* _Requirement_:
Find and copy each line of the records where the string "true" shows up.

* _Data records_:
use std::process;

use shared_resources::config::FloorConfig;
use shared_resources::logger;

fn main() {
    // READ CONFIGURATION
    let config = match FloorConfig::get() {
        Ok(config) => config,
        Err(e) => {
            eprintln!("{}", e);
            process::exit(1);
        }
    };

    if logger::init(logger::level_from(&config.log_level)).is_err() {
        process::exit(1);
    }

    floor::modules::run(config);
}
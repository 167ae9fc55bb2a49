use std::collections::BTreeMap;
use std::net::SocketAddr;

struct RegisteredCar {
    addr: SocketAddr,
    in_service: bool,
}

/// Maps car ids to their controller endpoints. Iteration is in id order,
/// which fixes the tie-break of the selection algorithm.
#[derive(Default)]
pub struct Registry {
    cars: BTreeMap<u8, RegisteredCar>,
}

impl Registry {
    pub fn new() -> Self {
        Registry { cars: BTreeMap::new() }
    }

    /// Registering again replaces the endpoint and puts the car back in
    /// service, as a restarted car process would.
    pub fn register(&mut self, elevator_id: u8, addr: SocketAddr) {
        self.cars.insert(elevator_id, RegisteredCar { addr, in_service: true });
    }

    pub fn addr(&self, elevator_id: u8) -> Option<SocketAddr> {
        self.cars.get(&elevator_id).map(|car| car.addr)
    }

    /// Withdraws a car from selection. Its controller stays reachable.
    pub fn retire(&mut self, elevator_id: u8) -> bool {
        match self.cars.get_mut(&elevator_id) {
            Some(car) => {
                car.in_service = false;
                true
            }
            None => false,
        }
    }

    #[cfg(test)]
    pub(crate) fn is_in_service(&self, elevator_id: u8) -> bool {
        self.cars.get(&elevator_id).map_or(false, |car| car.in_service)
    }

    pub fn in_service(&self) -> Vec<(u8, SocketAddr)> {
        self.cars
            .iter()
            .filter(|(_, car)| car.in_service)
            .map(|(id, car)| (*id, car.addr))
            .collect()
    }
}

* _Exercise solution_:
        self.cars.insert(elevator_id, RegisteredCar { addr, in_service: true });
                true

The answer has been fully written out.